Disabling font smoothing and subpixel anti-aliasing will help reduce your eye strain in front of the PC.
You can do this from your operating system settings or by using the Iris Fonts Menu in Advanced view.
If you have a choice get a matte screen over a glossy one.
You can also get a matte overlay for your screen.
Matte screens have anti-reflection coating and reduce the double image and reflections glossy screen cause.
If you’re feeling even the lightest eye pain and strain often don’t hesitate to visit a doctor even for a check-up.
Sometimes even a small diopter like 0.5 can reduce your pain by great lengths and improve your vision in front of the PC.
If you’re wearing glasses, even if they aren’t prescription, get anti-reflective coating for them or your monitor.
It helps reduce reflections that strain the eyes and makes the image more clear.
You should always try to match the brightness of your screen to the light in your surroundings.
The basic rule is to look at your device from afar – if it looks like a light source in the room then it’s too bright.
Also, remember to never make it too dark as that puts a strain on the eyes.
Normal brightness is between 20 and 80% depending on how bright your environment is.
To lower your brightness further and avoid eye strain you should use dark themes in the websites and apps you visit often.
A lot of popular sites like Youtube, 9GAG and Reddit have a dark theme, there are also dark themes for apps like Messenger.
Dark themes, especially at night help match brightness.
When staring at a screen for a long time it’s been proven we start blinking less often.
You should try to keep the blinking rate constant or take breaks in which to blink avidly.
Blinking helps keep your eyes moist and keeps dust and dirt away.
Yawning just like blinking is a way to moisten your eyes and take a tiny break from fixating on the screen all day.
You should avoid using fake tears and other such substances for keeping eyes watery.
It’s very important to take breaks.
Not only for your eyes but for your back, neck and also mental health.
We here at Iris follow the 20-20-20 rule – every 20 minutes for 20 seconds look at an object 20 feet away (approx. 7 meters).
Also try to stand up from your desk from time to time and stretch.
This will relax your eyes and make you feel way better.

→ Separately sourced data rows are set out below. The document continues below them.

//! Session error types.

use ofg_wire::WireError;
use thiserror::Error;

/// Errors surfaced to callers of a connection
#[derive(Error, Debug)]
pub enum SessionError {
    /// The connection is not currently established
    #[error("connection is down")]
    NotConnected,

    /// `shutdown()` was called; no further sends are accepted
    #[error("connection is shutting down")]
    ShuttingDown,

    /// Socket failure
    #[error("i/o error: {0}")]
    Io(#[from] std::io::Error),

    /// Message could not be encoded or decoded
    #[error("wire error: {0}")]
    Wire(#[from] WireError),

    /// TCP connect did not complete in time
    #[error("connect timed out")]
    ConnectTimeout,
}
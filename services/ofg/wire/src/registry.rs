//! Type registry: maps a header's type code to the body decoder.
//!
//! [`decode`] is what a client uses: it refuses message types that only
//! ever travel from the client to the backend. [`decode_any`] skips that
//! check and is used for nested messages (the inner request of a poll)
//! and by tools that speak the backend side of the protocol.

use bytes::{Buf, Bytes};

use crate::auth::{AuthReply, AuthRequest, AuthStatus};
use crate::codec::{decode_list, ensure, get_u16, get_u32};
use crate::ext::{LinkFailure, PowerComparison, PowerUsage, SwitchFailure, TrafficMatrix};
use crate::flow::decode_flows;
use crate::header::{Header, MessageType};
use crate::message::{Message, Payload, PollStart};
use crate::request::{LinksRequest, Request};
use crate::stats::{StatsReply, StatsRequest};
use crate::WireError;

/// Decode a client-bound message body, rejecting send-only types
pub fn decode(header: &Header, body: Bytes) -> Result<Message, WireError> {
    if !header.typ.is_client_bound() {
        return Err(WireError::UnexpectedType(header.typ));
    }
    decode_any(header, body)
}

/// Decode any message body regardless of direction
///
/// `body` must hold exactly the bytes following the header. The whole body
/// must be consumed; leftovers are an error.
pub fn decode_any(header: &Header, mut body: Bytes) -> Result<Message, WireError> {
    let payload = decode_payload(header.typ, &mut body)?;
    if body.has_remaining() {
        return Err(WireError::TrailingBytes(body.remaining()));
    }
    Ok(Message::with_xid(header.xid, payload))
}

/// Decode one complete message (header and body) from the front of `buf`
pub fn decode_message(buf: &mut Bytes) -> Result<Message, WireError> {
    let header = Header::decode(buf)?;
    ensure(buf, header.body_len())?;
    let body = buf.split_to(header.body_len());
    decode_any(&header, body)
}

fn decode_payload(typ: MessageType, body: &mut Bytes) -> Result<Payload, WireError> {
    let payload = match typ {
        MessageType::Disconnect => Payload::Disconnect,
        MessageType::AuthRequest => Payload::AuthRequest(AuthRequest::decode(body)?),
        MessageType::AuthReply => Payload::AuthReply(AuthReply::decode(body)?),
        MessageType::AuthStatus => Payload::AuthStatus(AuthStatus::decode(body)?),
        MessageType::EchoRequest => Payload::EchoRequest,
        MessageType::EchoReply => Payload::EchoReply,
        MessageType::PollStart => {
            let interval = get_u16(body)?;
            let mut rest = body.split_to(body.len());
            let inner = decode_message(&mut rest)?;
            if rest.has_remaining() {
                return Err(WireError::TrailingBytes(rest.remaining()));
            }
            Payload::PollStart(PollStart {
                interval,
                inner: Box::new(inner),
            })
        }
        MessageType::PollStop => Payload::PollStop(get_u32(body)?),
        MessageType::NodesRequest => Payload::NodesRequest(Request::decode(body)?),
        MessageType::NodesAdd => Payload::NodesAdd(decode_list(body)?),
        MessageType::NodesDelete => Payload::NodesDelete(decode_list(body)?),
        MessageType::LinksRequest => Payload::LinksRequest(LinksRequest::decode(body)?),
        MessageType::LinksAdd => Payload::LinksAdd(decode_list(body)?),
        MessageType::LinksDelete => Payload::LinksDelete(decode_list(body)?),
        MessageType::FlowsRequest => Payload::FlowsRequest(Request::decode(body)?),
        MessageType::FlowsAdd => Payload::FlowsAdd(decode_flows(body)?),
        MessageType::FlowsDelete => Payload::FlowsDelete(decode_flows(body)?),
        MessageType::StatRequest => Payload::StatRequest(StatsRequest::decode(body)?),
        MessageType::StatReply => Payload::StatReply(StatsReply::decode(body)?),
        MessageType::ExPowerUsage => Payload::ExPowerUsage(PowerUsage::decode(body)?),
        MessageType::EtLinkUtils => Payload::EtLinkUtils(decode_list(body)?),
        MessageType::EtPowerUsage => Payload::EtPowerUsage(PowerComparison::decode(body)?),
        MessageType::EtSwitchesOff => Payload::EtSwitchesOff(decode_list(body)?),
        MessageType::EtBandwidth => Payload::EtBandwidth(get_u32(body)?),
        MessageType::EtLatency => Payload::EtLatency(get_u32(body)?),
        MessageType::EtSwitchesRequest => Payload::EtSwitchesRequest(get_u32(body)?),
        MessageType::EtSwitchFailures => Payload::EtSwitchFailures(SwitchFailure::decode(body)?),
        MessageType::EtLinkFailures => Payload::EtLinkFailures(LinkFailure::decode(body)?),
        MessageType::EtTrafficMatrix => Payload::EtTrafficMatrix(TrafficMatrix::decode(body)?),
        MessageType::EtComputationDone => Payload::EtComputationDone(get_u32(body)?),
    };
    Ok(payload)
}

#[cfg(test)]
mod tests {
    use super::*;
    use crate::auth::AuthType;
    use crate::ext::LinkUtil;
    use crate::flow::{Flow, FlowHop};
    use crate::request::RequestType;
    use crate::stats::{
        AggregateStatsReply, AggregateStatsRequest, Match, StatsHeader, StatsType,
        SwitchDescription,
    };
    use crate::topology::{LinkRecord, LinkSpec, LinkType, NodeRecord, NodeType};
    use bytes::BytesMut;
    use smallvec::smallvec;

    fn switch(id: u64) -> NodeRecord {
        NodeRecord::new(NodeType::OpenflowSwitch, id)
    }

    fn link(src: u64, src_port: u16, dst: u64, dst_port: u16) -> LinkRecord {
        LinkRecord {
            link_type: LinkType::Wire,
            src: switch(src),
            src_port,
            dst: switch(dst),
            dst_port,
        }
    }

    fn roundtrip(msg: Message) {
        let bytes = msg.encode().unwrap();
        assert_eq!(bytes.len(), msg.length(), "length() for {:?}", msg.message_type());

        let mut buf = bytes.clone();
        let decoded = decode_message(&mut buf).unwrap();
        assert_eq!(decoded, msg);
        assert!(buf.is_empty());
    }

    #[test]
    fn test_roundtrip_every_type() {
        let agg = Message::with_xid(
            42,
            Payload::StatRequest(StatsRequest::Aggregate(AggregateStatsRequest::new(
                1,
                2,
                Match::all(),
            ))),
        );

        let samples = vec![
            Message::new(Payload::Disconnect),
            Message::with_xid(
                3,
                Payload::AuthRequest(AuthRequest {
                    auth_type: AuthType::PlainText,
                    salt: Bytes::from_static(&[9; 20]),
                }),
            ),
            Message::with_xid(3, Payload::AuthReply(AuthReply::new("user", "pw"))),
            Message::new(Payload::AuthStatus(AuthStatus {
                ok: false,
                message: "bad password".into(),
            })),
            Message::with_xid(11, Payload::EchoRequest),
            Message::with_xid(11, Payload::EchoReply),
            Message::with_xid(
                5,
                Payload::PollStart(PollStart {
                    interval: 10,
                    inner: Box::new(agg.clone()),
                }),
            ),
            Message::new(Payload::PollStop(42)),
            Message::new(Payload::NodesRequest(Request::nodes(RequestType::Subscribe))),
            Message::new(Payload::NodesAdd(vec![switch(1), NodeRecord::new(NodeType::Host, 9)])),
            Message::new(Payload::NodesDelete(vec![switch(1)])),
            Message::new(Payload::LinksRequest(LinksRequest::from_node(
                RequestType::OneTime,
                switch(1),
            ))),
            Message::new(Payload::LinksAdd(vec![LinkSpec {
                link: link(1, 1, 2, 2),
                capacity_bps: 100_000_000,
            }])),
            Message::new(Payload::LinksDelete(vec![link(1, 1, 2, 2), link(2, 2, 1, 1)])),
            Message::new(Payload::FlowsRequest(Request::nodes(RequestType::OneTime))),
            Message::new(Payload::FlowsAdd(vec![Flow {
                flow_type: 0,
                flow_id: 1,
                src: switch(1),
                src_port: 1,
                dst: switch(2),
                dst_port: 2,
                path: smallvec![FlowHop {
                    in_port: 1,
                    node: switch(3),
                    out_port: 2
                }],
            }])),
            Message::new(Payload::FlowsDelete(vec![])),
            agg,
            Message::new(Payload::StatRequest(StatsRequest::Description { dpid: 1 })),
            Message::with_xid(
                42,
                Payload::StatReply(StatsReply::Aggregate(AggregateStatsReply {
                    dpid: 1,
                    flags: 0,
                    packet_count: 10,
                    byte_count: 1500,
                    flow_count: 1,
                })),
            ),
            Message::new(Payload::StatReply(StatsReply::Description {
                dpid: 1,
                flags: 0,
                desc: SwitchDescription {
                    manufacturer: "acme".into(),
                    ..Default::default()
                },
            })),
            Message::new(Payload::StatReply(StatsReply::Other {
                header: StatsHeader::new(1, StatsType::Table),
                body: Bytes::from_static(&[1, 2, 3, 4]),
            })),
            Message::new(Payload::ExPowerUsage(PowerUsage {
                watts_current: 300,
                amps_current: 3,
            })),
            Message::new(Payload::EtLinkUtils(vec![LinkUtil {
                link: link(1, 1, 2, 2),
                util: 0.25,
            }])),
            Message::new(Payload::EtPowerUsage(PowerComparison {
                watts_current: 100,
                watts_traditional: 400,
                watts_max: 500,
            })),
            Message::new(Payload::EtSwitchesOff(vec![switch(4)])),
            Message::new(Payload::EtBandwidth(950)),
            Message::new(Payload::EtLatency(12)),
            Message::new(Payload::EtSwitchesRequest(4)),
            Message::new(Payload::EtSwitchFailures(SwitchFailure {
                dpid: 3,
                failed: true,
            })),
            Message::new(Payload::EtLinkFailures(LinkFailure {
                link: link(1, 1, 2, 2),
                failed: false,
            })),
            Message::new(Payload::EtTrafficMatrix(
                TrafficMatrix::new(false, true, 4, 0.5, 0.25, 0.25, 1500).unwrap(),
            )),
            Message::new(Payload::EtComputationDone(0)),
        ];

        for msg in samples {
            roundtrip(msg);
        }
    }

    #[test]
    fn test_misaligned_node_list() {
        let header = Header {
            length: 7 + 11,
            typ: MessageType::NodesAdd,
            xid: 0,
        };
        let body = Bytes::from(vec![0u8; 11]);
        let err = decode(&header, body).unwrap_err();
        assert_eq!(
            err,
            WireError::Misaligned {
                what: "node",
                body_len: 11,
                element_size: 10
            }
        );
    }

    #[test]
    fn test_send_only_type_rejected() {
        let msg = Message::new(Payload::PollStop(1));
        let mut bytes = msg.encode().unwrap();
        let header = Header::decode(&mut bytes).unwrap();
        assert_eq!(
            decode(&header, bytes).unwrap_err(),
            WireError::UnexpectedType(MessageType::PollStop)
        );
    }

    #[test]
    fn test_trailing_bytes_rejected() {
        let header = Header {
            length: 7 + 5,
            typ: MessageType::EtBandwidth,
            xid: 0,
        };
        let body = Bytes::from_static(&[0, 0, 0, 1, 0xEE]);
        assert_eq!(decode(&header, body).unwrap_err(), WireError::TrailingBytes(1));
    }

    #[test]
    fn test_nested_overrun_rejected() {
        // poll whose inner header claims more bytes than the outer body holds
        let mut buf = BytesMut::new();
        buf.extend_from_slice(&[0, 1]);
        buf.extend_from_slice(&[0, 30, 0x20, 0, 0, 0, 1]);
        let header = Header {
            length: (7 + buf.len()) as u16,
            typ: MessageType::PollStart,
            xid: 0,
        };
        assert!(matches!(
            decode_any(&header, buf.freeze()),
            Err(WireError::Truncated { .. })
        ));
    }
}
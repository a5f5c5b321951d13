//! Wire protocol error types.

use crate::header::MessageType;
use thiserror::Error;

/// Wire protocol errors
#[derive(Error, Debug, Clone, PartialEq, Eq)]
pub enum WireError {
    /// Type byte does not name any known message
    #[error("unknown type ID: {0:#04x}")]
    UnknownType(u8),

    /// Known message type that this side never receives
    #[error("received unexpected message type: {0:?}")]
    UnexpectedType(MessageType),

    /// A nested read ran past the declared message length
    #[error("truncated body: needed {needed} bytes, {available} available")]
    Truncated {
        /// Bytes the record required
        needed: usize,
        /// Bytes left in the body
        available: usize,
    },

    /// Decoder finished with bytes left in the body
    #[error("{0} trailing bytes after message body")]
    TrailingBytes(usize),

    /// List body is not a whole number of elements
    #[error("body of {what} list is not a multiple of {element_size} (length of body is {body_len} bytes)")]
    Misaligned {
        /// Element being listed
        what: &'static str,
        /// Body length in bytes
        body_len: usize,
        /// Size of one element
        element_size: usize,
    },

    /// Header declares a length smaller than the header itself
    #[error("bad message length: {0}")]
    BadLength(usize),

    /// Encoded message would not fit the u16 length field
    #[error("message body too large: {0} bytes")]
    BodyTooLarge(usize),

    /// Field value outside its permitted range
    #[error("invalid value: {0}")]
    InvalidValue(&'static str),
}
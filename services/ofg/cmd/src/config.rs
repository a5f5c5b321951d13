//! Configuration handling for the OFG client.
//!
//! Settings come from a YAML file, then environment variables, then the
//! command line, each overriding the one before.

use std::fmt;
use std::path::Path;
use std::str::FromStr;
use std::time::Duration;

use anyhow::Result;
use ofg_handler::{Credentials, HandlerConfig};
use ofg_session::{ConnectionConfig, DEFAULT_PORT};
use serde::{Deserialize, Serialize};
use tracing::{info, warn};

/// One backend to connect to
#[derive(Debug, Clone, PartialEq, Eq, Serialize, Deserialize)]
pub struct BackendConfig {
    /// Host name or address
    pub host: String,
    /// TCP port
    #[serde(default = "default_port")]
    pub port: u16,
}

fn default_port() -> u16 {
    DEFAULT_PORT
}

impl Default for BackendConfig {
    fn default() -> Self {
        Self {
            host: "localhost".to_string(),
            port: DEFAULT_PORT,
        }
    }
}

impl FromStr for BackendConfig {
    type Err = String;

    /// Parse `host` or `host:port`
    fn from_str(s: &str) -> Result<Self, Self::Err> {
        let s = s.trim();
        if s.is_empty() {
            return Err("empty server address".to_string());
        }
        match s.rsplit_once(':') {
            Some((host, port)) if !host.is_empty() => {
                let port = port
                    .parse::<u16>()
                    .map_err(|e| format!("invalid port in '{}': {}", s, e))?;
                Ok(Self {
                    host: host.to_string(),
                    port,
                })
            }
            Some(_) => Err(format!("missing host in '{}'", s)),
            None => Ok(Self {
                host: s.to_string(),
                port: DEFAULT_PORT,
            }),
        }
    }
}

impl fmt::Display for BackendConfig {
    fn fmt(&self, f: &mut fmt::Formatter<'_>) -> fmt::Result {
        write!(f, "{}:{}", self.host, self.port)
    }
}

/// Client configuration
#[derive(Debug, Clone, Serialize, Deserialize)]
#[serde(default)]
pub struct ClientConfig {
    /// Backends to connect to
    pub backends: Vec<BackendConfig>,
    /// Redial after a connection drops
    pub auto_reconnect: bool,
    /// TCP connect timeout (milliseconds)
    pub connect_timeout_ms: u64,
    /// First reconnect delay (milliseconds)
    pub initial_backoff_ms: u64,
    /// Reconnect delay cap (milliseconds)
    pub max_backoff_ms: u64,
    /// Unanswered requests are dropped after this long (milliseconds)
    pub request_max_age_ms: u64,
    /// Subscribe to node changes
    pub subscribe_nodes: bool,
    /// Subscribe to link changes
    pub subscribe_links: bool,
    /// Subscribe to flow changes
    pub subscribe_flows: bool,
    /// Ask new switches for their links and description
    pub auto_request_link_info: bool,
    /// Collect statistics on every new link
    pub auto_track_link_stats: bool,
    /// Statistics poll period (milliseconds); 0 fetches once
    pub stats_refresh_ms: u64,
    /// Minimum gap between traffic matrix sends (milliseconds)
    pub debounce_delay_ms: u64,
    /// Reconnects allowed after rejected credentials
    pub auth_retries: u32,
    /// Username presented when a backend asks
    pub username: String,
    /// Password presented when a backend asks
    pub password: String,
    /// Fat tree size requested on first connect
    pub fat_tree_k: Option<u32>,
}

impl Default for ClientConfig {
    fn default() -> Self {
        let handler = HandlerConfig::default();
        let conn = ConnectionConfig::default();
        Self {
            backends: vec![BackendConfig::default()],
            auto_reconnect: conn.auto_reconnect,
            connect_timeout_ms: millis(conn.connect_timeout),
            initial_backoff_ms: millis(conn.initial_backoff),
            max_backoff_ms: millis(conn.max_backoff),
            request_max_age_ms: millis(conn.request_max_age),
            subscribe_nodes: handler.subscribe_nodes,
            subscribe_links: handler.subscribe_links,
            subscribe_flows: handler.subscribe_flows,
            auto_request_link_info: handler.auto_request_link_info,
            auto_track_link_stats: handler.auto_track_link_stats,
            stats_refresh_ms: handler.stats_refresh_ms,
            debounce_delay_ms: millis(handler.debounce_delay),
            auth_retries: handler.auth_retries,
            username: String::new(),
            password: String::new(),
            fat_tree_k: handler.fat_tree_k,
        }
    }
}

fn millis(d: Duration) -> u64 {
    d.as_millis().try_into().unwrap_or(u64::MAX)
}

impl ClientConfig {
    /// Load configuration from file and environment variables
    ///
    /// A missing or unparsable file falls back to defaults with a warning.
    pub fn load_from_file<P: AsRef<Path>>(config_path: P) -> Result<Self> {
        let path = config_path.as_ref();
        let mut config = match std::fs::read_to_string(path) {
            Ok(content) => match serde_yaml::from_str::<ClientConfig>(&content) {
                Ok(config) => {
                    info!("Loaded configuration from {:?}", path);
                    config
                }
                Err(e) => {
                    warn!("Failed to parse config file {:?} ({}), using defaults", path, e);
                    Self::default()
                }
            },
            Err(_) => {
                warn!("Config file {:?} not found, using defaults", path);
                Self::default()
            }
        };

        config.apply_overrides(|key| std::env::var(key).ok());

        info!(
            "Final client configuration: backends=[{}], stats_refresh={}ms, auto_track={}",
            config
                .backends
                .iter()
                .map(|b| b.to_string())
                .collect::<Vec<_>>()
                .join(", "),
            config.stats_refresh_ms,
            config.auto_track_link_stats
        );

        Ok(config)
    }

    /// Apply `OFG_*` overrides looked up through `var`
    pub fn apply_overrides(&mut self, var: impl Fn(&str) -> Option<String>) {
        if let Some(server) = var("OFG_SERVER") {
            match server.parse::<BackendConfig>() {
                Ok(backend) => {
                    info!("Backend overridden by environment: {}", backend);
                    self.backends = vec![backend];
                }
                Err(e) => warn!("Ignoring OFG_SERVER: {}", e),
            }
        }

        if let Some(port) = var("OFG_PORT") {
            match port.parse::<u16>() {
                Ok(port) => {
                    for backend in &mut self.backends {
                        backend.port = port;
                    }
                    info!("Backend port overridden by environment: {}", port);
                }
                Err(e) => warn!("Ignoring OFG_PORT: {}", e),
            }
        }

        if let Some(refresh) = var("OFG_STATS_REFRESH_MS") {
            match refresh.parse::<u64>() {
                Ok(ms) => {
                    self.stats_refresh_ms = ms;
                    info!("Stats refresh overridden by environment: {}ms", ms);
                }
                Err(e) => warn!("Ignoring OFG_STATS_REFRESH_MS: {}", e),
            }
        }

        if let Some(track) = var("OFG_AUTO_TRACK") {
            match parse_flag(&track) {
                Some(on) => {
                    self.auto_track_link_stats = on;
                    info!("Auto-track overridden by environment: {}", on);
                }
                None => warn!("Ignoring OFG_AUTO_TRACK: '{}' is not a boolean", track),
            }
        }

        if let Some(username) = var("OFG_USERNAME") {
            self.username = username;
        }
        if let Some(password) = var("OFG_PASSWORD") {
            self.password = password;
        }
    }

    /// Connection settings for `backend`
    pub fn connection_config(&self, backend: &BackendConfig) -> ConnectionConfig {
        ConnectionConfig {
            host: backend.host.clone(),
            port: backend.port,
            connect_timeout: Duration::from_millis(self.connect_timeout_ms),
            initial_backoff: Duration::from_millis(self.initial_backoff_ms),
            max_backoff: Duration::from_millis(self.max_backoff_ms),
            auto_reconnect: self.auto_reconnect,
            request_max_age: Duration::from_millis(self.request_max_age_ms),
            ..ConnectionConfig::default()
        }
    }

    /// Handler settings
    pub fn handler_config(&self) -> HandlerConfig {
        HandlerConfig {
            subscribe_nodes: self.subscribe_nodes,
            subscribe_links: self.subscribe_links,
            subscribe_flows: self.subscribe_flows,
            auto_request_link_info: self.auto_request_link_info,
            auto_track_link_stats: self.auto_track_link_stats,
            stats_refresh_ms: self.stats_refresh_ms,
            auth_retries: self.auth_retries,
            debounce_delay: Duration::from_millis(self.debounce_delay_ms),
            fat_tree_k: self.fat_tree_k,
        }
    }

    /// Credentials presented to every backend
    pub fn credentials(&self) -> Credentials {
        Credentials::new(self.username.clone(), self.password.clone())
    }
}

fn parse_flag(value: &str) -> Option<bool> {
    match value.trim().to_ascii_lowercase().as_str() {
        "1" | "true" | "yes" | "on" => Some(true),
        "0" | "false" | "no" | "off" => Some(false),
        _ => None,
    }
}

#[cfg(test)]
mod tests {
    use super::*;
    use std::collections::HashMap;
    use std::io::Write;
    use tempfile::NamedTempFile;

    #[test]
    fn test_default_config() {
        let config = ClientConfig::default();
        assert_eq!(config.backends, vec![BackendConfig::default()]);
        assert_eq!(config.backends[0].port, 2503);
        assert!(config.auto_reconnect);
        assert!(config.auto_track_link_stats);
        assert_eq!(config.stats_refresh_ms, 0);
        assert_eq!(config.auth_retries, 1);
    }

    #[test]
    fn test_load_from_file() {
        let yaml_content = r#"
backends:
  - host: ctrl-a.example.net
    port: 2600
  - host: ctrl-b.example.net
subscribe_flows: true
stats_refresh_ms: 1500
username: viewer
fat_tree_k: 4
"#;

        let mut temp_file = NamedTempFile::new().unwrap();
        temp_file.write_all(yaml_content.as_bytes()).unwrap();

        let config = ClientConfig::load_from_file(temp_file.path()).unwrap();

        assert_eq!(config.backends.len(), 2);
        assert_eq!(config.backends[0].to_string(), "ctrl-a.example.net:2600");
        assert_eq!(config.backends[1].port, DEFAULT_PORT);
        assert!(config.subscribe_flows);
        assert!(config.subscribe_nodes);
        assert_eq!(config.stats_refresh_ms, 1500);
        assert_eq!(config.username, "viewer");
        assert_eq!(config.fat_tree_k, Some(4));

        let handler = config.handler_config();
        assert_eq!(handler.stats_refresh_ms, 1500);
        assert!(handler.subscribe_flows);
    }

    #[test]
    fn test_malformed_file_uses_defaults() {
        let mut temp_file = NamedTempFile::new().unwrap();
        temp_file.write_all(b"backends: [not: {closed").unwrap();

        let config = ClientConfig::load_from_file(temp_file.path()).unwrap();
        assert_eq!(config.stats_refresh_ms, ClientConfig::default().stats_refresh_ms);
        assert!(!config.backends.is_empty());
    }

    #[test]
    fn test_environment_overrides() {
        let env: HashMap<&str, &str> = [
            ("OFG_SERVER", "10.0.0.5"),
            ("OFG_PORT", "2700"),
            ("OFG_STATS_REFRESH_MS", "250"),
            ("OFG_AUTO_TRACK", "off"),
        ]
        .into_iter()
        .collect();

        let mut config = ClientConfig::default();
        config.apply_overrides(|k| env.get(k).map(|v| v.to_string()));

        assert_eq!(
            config.backends,
            vec![BackendConfig {
                host: "10.0.0.5".into(),
                port: 2700
            }]
        );
        assert_eq!(config.stats_refresh_ms, 250);
        assert!(!config.auto_track_link_stats);
    }

    #[test]
    fn test_bad_overrides_ignored() {
        let mut config = ClientConfig::default();
        config.apply_overrides(|k| match k {
            "OFG_PORT" => Some("seventy".into()),
            "OFG_AUTO_TRACK" => Some("maybe".into()),
            _ => None,
        });
        assert_eq!(config.backends[0].port, DEFAULT_PORT);
        assert!(config.auto_track_link_stats);
    }

    #[test]
    fn test_parse_backend() {
        assert_eq!(
            "example.org:99".parse::<BackendConfig>().unwrap(),
            BackendConfig {
                host: "example.org".into(),
                port: 99
            }
        );
        assert_eq!("example.org".parse::<BackendConfig>().unwrap().port, DEFAULT_PORT);
        assert!("example.org:x".parse::<BackendConfig>().is_err());
        assert!(":80".parse::<BackendConfig>().is_err());
        assert!("".parse::<BackendConfig>().is_err());
    }

    #[test]
    fn test_connection_config() {
        let config = ClientConfig {
            max_backoff_ms: 10_000,
            ..Default::default()
        };
        let conn = config.connection_config(&"h:1".parse().unwrap());
        assert_eq!(conn.host, "h");
        assert_eq!(conn.port, 1);
        assert_eq!(conn.max_backoff, Duration::from_secs(10));
    }
}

Apart from placing your desk and monitor in a certain way in your room you should make sure your monitor is positioned at the right place on your desk itself.
It should be lower than your eyes because your eyes are more relaxed when looking downwards.
Basically, the upper corner of your screen should be on the level of your eyes.
Your screen should also be an outstretched arm away from where you’re sitting.